Neurology. 1990 Nov;40(11):1779-82. doi: 10.1212/wnl.40.11.1779.
A 19-year-old woman with mild myopathic symptoms from age 6 and fasting intolerance presented with a Reye-like syndrome and a myopathy. Investigations disclosed a lipid storage myopathy, type II glutaric acidemia, and carnitine deficiency in skeletal muscle. Riboflavin and carnitine treatment corrected the metabolic abnormalities and she improved clinically. She later died from pulmonary complications secondary to aspiration. Subsequent studies established electron transfer flavoprotein: ubiquinone oxidoreductase (ETF:QO) deficiency (fibroblast ETF:QO activity was 2.9 mU/mg, normal range is 14.1 +/- 3.8 mU/mg) as the cause of her illness. This is the first documented case of ETF:QO diagnosed in an adult.
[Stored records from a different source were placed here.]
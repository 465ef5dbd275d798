//! Headless wave runner.
//!
//! Plays one scenario to completion with a simulated typist. Every event is
//! written to the output as one JSON object per line, followed by a final
//! `{"summary": ...}` line. Every command issued goes through a [`Replay`],
//! which can be saved for later verification.

use std::io::{self, Write};
use std::path::PathBuf;
use std::sync::Arc;

use serde::{Deserialize, Serialize};
use td_core::data::Catalog;
use td_core::error::CoreError;
use td_core::events::CombatEvent;
use td_core::math::Fixed;
use td_core::replay::{Replay, ReplayCommand};
use td_core::simulation::Simulation;
use td_core::summary::RunSummary;
use thiserror::Error;

use crate::scenario::{Scenario, ScenarioError};
use crate::typist::Typist;

/// Mixed into the run seed so the typist draws from its own stream.
pub const TYPIST_SEED_SALT: u64 = 0x5459_5049_5354;

/// Error type for headless runs.
#[derive(Error, Debug)]
pub enum RunError {
    /// Scenario could not be loaded.
    #[error(transparent)]
    Scenario(#[from] ScenarioError),
    /// Core failure (replay IO, serialization).
    #[error(transparent)]
    Core(#[from] CoreError),
    /// Writing output failed.
    #[error("Output error: {0}")]
    Io(#[from] io::Error),
    /// JSON encoding failed.
    #[error("JSON error: {0}")]
    Json(#[from] serde_json::Error),
    /// The step length cannot advance the clock.
    #[error("Step length must be positive")]
    ZeroStep,
}

/// Headless runner configuration.
#[derive(Debug, Clone)]
pub struct HeadlessConfig {
    /// Milliseconds advanced per step.
    pub step_ms: u32,
    /// Seed override; the scenario's wave seed is used otherwise.
    pub seed: Option<u64>,
    /// Save the recorded replay here.
    pub record_path: Option<PathBuf>,
}

impl Default for HeadlessConfig {
    fn default() -> Self {
        Self {
            step_ms: 100,
            seed: None,
            record_path: None,
        }
    }
}

/// Result of one run.
#[derive(Debug, Clone, PartialEq, Eq, Serialize, Deserialize)]
pub struct RunOutcome {
    /// Scenario name.
    pub scenario: String,
    /// Seed used.
    pub seed: u64,
    /// Score sheet; `result` is `None` if the time limit hit first.
    pub summary: RunSummary,
    /// Final state hash.
    pub final_hash: u64,
    /// Steps executed.
    pub steps: u64,
    /// Game time at the end, in milliseconds.
    pub clock_ms: i64,
}

#[derive(Serialize)]
struct EventLine<'a> {
    clock_ms: i64,
    #[serde(flatten)]
    event: &'a CombatEvent,
}

#[derive(Serialize)]
struct SummaryLine<'a> {
    summary: &'a RunOutcome,
}

fn millis(clock: Fixed) -> i64 {
    (clock * Fixed::from_num(1000)).to_num::<i64>()
}

/// Runs scenarios against a shared catalog.
pub struct HeadlessRunner {
    catalog: Arc<Catalog>,
    config: HeadlessConfig,
}

impl HeadlessRunner {
    /// Create a runner with default config.
    pub fn new(catalog: Arc<Catalog>) -> Self {
        Self::with_config(catalog, HeadlessConfig::default())
    }

    /// Create a runner with custom configuration.
    pub fn with_config(catalog: Arc<Catalog>, config: HeadlessConfig) -> Self {
        Self { catalog, config }
    }

    /// Play a scenario, writing JSON lines to `out`.
    pub fn run<W: Write>(&self, scenario: &Scenario, out: &mut W) -> Result<RunOutcome, RunError> {
        if self.config.step_ms == 0 {
            return Err(RunError::ZeroStep);
        }
        let seed = self.config.seed.unwrap_or(scenario.wave.seed);
        tracing::info!(scenario = %scenario.name, seed, "Starting run");

        let mut sim = Simulation::with_field(Arc::clone(&self.catalog), seed, scenario.wave.field);
        let mut replay = Replay::new(scenario.name.clone(), &sim)?;
        let mut typist = Typist::new(scenario.typist, seed ^ TYPIST_SEED_SALT);

        for placement in &scenario.towers {
            let command = ReplayCommand::PlaceTower {
                kind: placement.kind,
                position: placement.position,
            };
            let events = replay.execute(&mut sim, command);
            write_events(out, sim.clock(), &events)?;
        }
        let events = replay.execute(&mut sim, ReplayCommand::StartWave(scenario.wave.clone()));
        write_events(out, sim.clock(), &events)?;

        let delta = Fixed::from_num(self.config.step_ms) / Fixed::from_num(1000);
        let limit = Fixed::from_num(scenario.max_seconds);
        let mut steps = 0u64;
        while sim.is_running() && sim.clock() < limit {
            let input = typist.keystrokes(delta, sim.state());
            let events = replay.execute(&mut sim, ReplayCommand::Step { delta, input });
            write_events(out, sim.clock(), &events)?;
            steps += 1;
        }

        let final_hash = sim.state_hash();
        replay.finalize(final_hash);
        if let Some(path) = &self.config.record_path {
            replay.save(path)?;
            tracing::info!(path = %path.display(), commands = replay.command_count(), "Replay saved");
        }

        let outcome = RunOutcome {
            scenario: scenario.name.clone(),
            seed,
            summary: sim.finalize(),
            final_hash,
            steps,
            clock_ms: millis(sim.clock()),
        };
        if outcome.summary.result.is_none() {
            tracing::warn!(clock_ms = outcome.clock_ms, "Time limit reached before the wave ended");
        }
        serde_json::to_writer(&mut *out, &SummaryLine { summary: &outcome })?;
        writeln!(out)?;
        out.flush()?;

        tracing::info!(
            result = ?outcome.summary.result,
            score = outcome.summary.score,
            steps,
            "Run complete"
        );
        Ok(outcome)
    }
}

fn write_events<W: Write>(out: &mut W, clock: Fixed, events: &[CombatEvent]) -> Result<(), RunError> {
    let clock_ms = millis(clock);
    for event in events {
        serde_json::to_writer(&mut *out, &EventLine { clock_ms, event })?;
        writeln!(out)?;
    }
    Ok(())
}
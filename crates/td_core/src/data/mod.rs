//! Static game data: enemy, affix, tower, boss and synergy tables.
//!
//! Everything here is plain data that deserializes from RON, plus the
//! built-in tables. Tables are assembled into a [`Catalog`] once and shared
//! read-only; there are no global registries.
//!
//! **Note:** This module contains no IO. Reading files is left to the
//! embedding application (see `td_headless`).

mod affix_data;
mod boss_data;
mod catalog;
mod enemy_data;
mod lexicon;
mod synergy_data;
mod tower_data;
mod wave_data;

pub use affix_data::{builtin_affixes, AffixDef};
pub use boss_data::builtin_bosses;
pub use catalog::Catalog;
pub use enemy_data::{builtin_enemies, EnemyTemplate};
pub use lexicon::Lexicon;
pub use synergy_data::builtin_synergies;
pub use tower_data::{builtin_towers, TowerTemplate};
pub use wave_data::builtin_theme_pools;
一名自6岁起出现轻度肌病症状且不耐受禁食的19岁女性,表现出类似瑞氏综合征和肌病的症状。检查发现为脂质贮积性肌病、II型戊二酸血症以及骨骼肌肉碱缺乏。核黄素和肉碱治疗纠正了代谢异常,她的临床症状有所改善。她后来死于误吸继发的肺部并发症。后续研究确定电子传递黄素蛋白:泛醌氧化还原酶(ETF:QO)缺乏(成纤维细胞ETF:QO活性为2.9 mU/mg,正常范围为14.1 +/- 3.8 mU/mg)为其病因。这是首例记录在案的成年患者被诊断为ETF:QO缺乏的病例。